The Great Barrier Reef is the largest reef in the world. It is home to a plethora of corals, plants, and organisms that contribute to the unique biodiversity of Australia. Although it is not well known to most people, coral reefs hold the cures to some of our most common and serious medical ailments as well as contribute significantly to the medicinal properties of a variety of therapies and antibiotics. However, in recent years, The Great Barrier Reef has faced many problems in global climate change affecting the degradation of the reef.

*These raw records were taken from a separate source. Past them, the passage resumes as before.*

//! OpenAI-compatible provider implementation.
//!
//! Works with OpenAI, OpenRouter, Ollama, vLLM, and any endpoint exposing
//! `/chat/completions`. Makes exactly one HTTP attempt per call; retries are
//! the completion gateway's job.

use std::time::Duration;

use async_trait::async_trait;
use chatmux_core::error::ProviderError;
use chatmux_core::message::Message;
use chatmux_core::provider::{Provider, ProviderRequest, ProviderResponse, Usage};
use serde::{Deserialize, Serialize};
use tracing::{debug, warn};

/// An OpenAI-compatible completion provider.
pub struct OpenAiCompatProvider {
    name: String,
    base_url: String,
    api_key: String,
    client: reqwest::Client,
}

impl OpenAiCompatProvider {
    /// Create a new OpenAI-compatible provider.
    pub fn new(
        name: impl Into<String>,
        base_url: impl Into<String>,
        api_key: impl Into<String>,
        timeout: Duration,
    ) -> Result<Self, ProviderError> {
        let client = reqwest::Client::builder()
            .timeout(timeout)
            .build()
            .map_err(|e| {
                ProviderError::NotConfigured(format!("Failed to create HTTP client: {e}"))
            })?;

        Ok(Self {
            name: name.into(),
            base_url: base_url.into().trim_end_matches('/').to_string(),
            api_key: api_key.into(),
            client,
        })
    }

    /// Create an OpenAI provider (convenience constructor).
    pub fn openai(api_key: impl Into<String>, timeout: Duration) -> Result<Self, ProviderError> {
        Self::new("openai", "https://api.openai.com/v1", api_key, timeout)
    }

    /// Convert our Message types to OpenAI API format.
    fn to_api_messages(messages: &[Message]) -> Vec<ApiMessage<'_>> {
        messages
            .iter()
            .map(|m| ApiMessage {
                role: m.role.as_str(),
                content: &m.content,
            })
            .collect()
    }
}

/// Map a transport-level failure (no usable response) to a provider error.
fn transport_error(e: reqwest::Error) -> ProviderError {
    if e.is_timeout() {
        ProviderError::Timeout(e.to_string())
    } else {
        ProviderError::Network(e.to_string())
    }
}

/// Map a non-success HTTP status to a provider error.
fn status_error(status: u16, body: String) -> ProviderError {
    match status {
        429 => ProviderError::RateLimited {
            retry_after_secs: 5,
        },
        401 | 403 => ProviderError::AuthenticationFailed(
            "Invalid API key or insufficient permissions".into(),
        ),
        _ => ProviderError::ApiError {
            status_code: status,
            message: body,
        },
    }
}

#[async_trait]
impl Provider for OpenAiCompatProvider {
    fn name(&self) -> &str {
        &self.name
    }

    async fn complete(&self, request: ProviderRequest) -> Result<ProviderResponse, ProviderError> {
        let url = format!("{}/chat/completions", self.base_url);

        let mut body = serde_json::json!({
            "model": request.model,
            "messages": Self::to_api_messages(&request.messages),
            "temperature": request.temperature,
        });

        if let Some(max_tokens) = request.max_tokens {
            body["max_tokens"] = serde_json::json!(max_tokens);
        }

        debug!(
            provider = %self.name,
            model = %request.model,
            messages = request.messages.len(),
            "Sending completion request"
        );

        let response = self
            .client
            .post(&url)
            .header("Authorization", format!("Bearer {}", self.api_key))
            .header("Content-Type", "application/json")
            .json(&body)
            .send()
            .await
            .map_err(transport_error)?;

        let status = response.status().as_u16();

        if !response.status().is_success() {
            let error_body = response.text().await.unwrap_or_default();
            warn!(status, body = %error_body, "Provider returned error");
            return Err(status_error(status, error_body));
        }

        // A connection dropped mid-body is still a transport failure.
        let raw = response.bytes().await.map_err(transport_error)?;

        let api_response: ApiResponse =
            serde_json::from_slice(&raw).map_err(|e| ProviderError::ApiError {
                status_code: status,
                message: format!("Failed to parse response: {e}"),
            })?;

        let choice = api_response
            .choices
            .into_iter()
            .next()
            .ok_or_else(|| ProviderError::ApiError {
                status_code: status,
                message: "No choices in response".into(),
            })?;

        let usage = api_response.usage.map(|u| Usage {
            prompt_tokens: u.prompt_tokens,
            completion_tokens: u.completion_tokens,
            total_tokens: u.total_tokens,
        });

        Ok(ProviderResponse {
            content: choice.message.content.unwrap_or_default(),
            model: api_response.model.unwrap_or(request.model),
            usage,
        })
    }

    async fn health_check(&self) -> Result<bool, ProviderError> {
        let url = format!("{}/models", self.base_url);
        let response = self
            .client
            .get(&url)
            .header("Authorization", format!("Bearer {}", self.api_key))
            .send()
            .await
            .map_err(transport_error)?;

        Ok(response.status().is_success())
    }
}

// ── OpenAI API types ──────────────────────────────────────────────────────

#[derive(Serialize)]
struct ApiMessage<'a> {
    role: &'static str,
    content: &'a str,
}

#[derive(Deserialize)]
struct ApiResponse {
    choices: Vec<ApiChoice>,
    #[serde(default)]
    model: Option<String>,
    #[serde(default)]
    usage: Option<ApiUsage>,
}

#[derive(Deserialize)]
struct ApiChoice {
    message: ApiChoiceMessage,
}

#[derive(Deserialize)]
struct ApiChoiceMessage {
    #[serde(default)]
    content: Option<String>,
}

#[derive(Deserialize)]
struct ApiUsage {
    prompt_tokens: u32,
    completion_tokens: u32,
    total_tokens: u32,
}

Being a Biology major, with interest in pursuing medicine in my future, and having past field experience from high school on a marine biology field trip in Key Largo. I have taken an interest in coral reefs and marine conservation. This interest led me to write a grant to receive funding so that I could become scuba certified in hopes to learn more about the Great Barrier Reef and the chemical relations of the Coral Reef and its recent bleaching event.
The opportunity I received was truly wonderful and I am so grateful to have been able to do so. After training in a pool to learn the basic skills, I spent the weekend on Pelorus Island obtaining my scuba certification. We left early on Saturday morning driving north to meet our boat for the weekend. We set out to the island to set up our camp for the night. Throughout the day on Saturday we completed three dives to test our previously learned skills, and spent that night under the stars in our sleeping bags and cots on the island. Sunday morning included one last test before we became fully certified at which point we spent the rest of the morning diving on our own exploring two different dive sites around the island.
Through the process of getting scuba certified I met a handful of very helpful individuals and even made some new friends along the way. After returning from my scuba expedition, I was able to get into contact with some very knowledgeable peers and professors in the area of study to carry out the rest of my research.
From these encounters, I was able to gather that the outlook seems likely that scientists will uncover even more benefits from coral reefs and tropical environments if they can be protected and maintained. Therefore, being able to familiarize myself with these plants and organisms through library and field research as well as interaction on the recreational level was an incredible opportunity.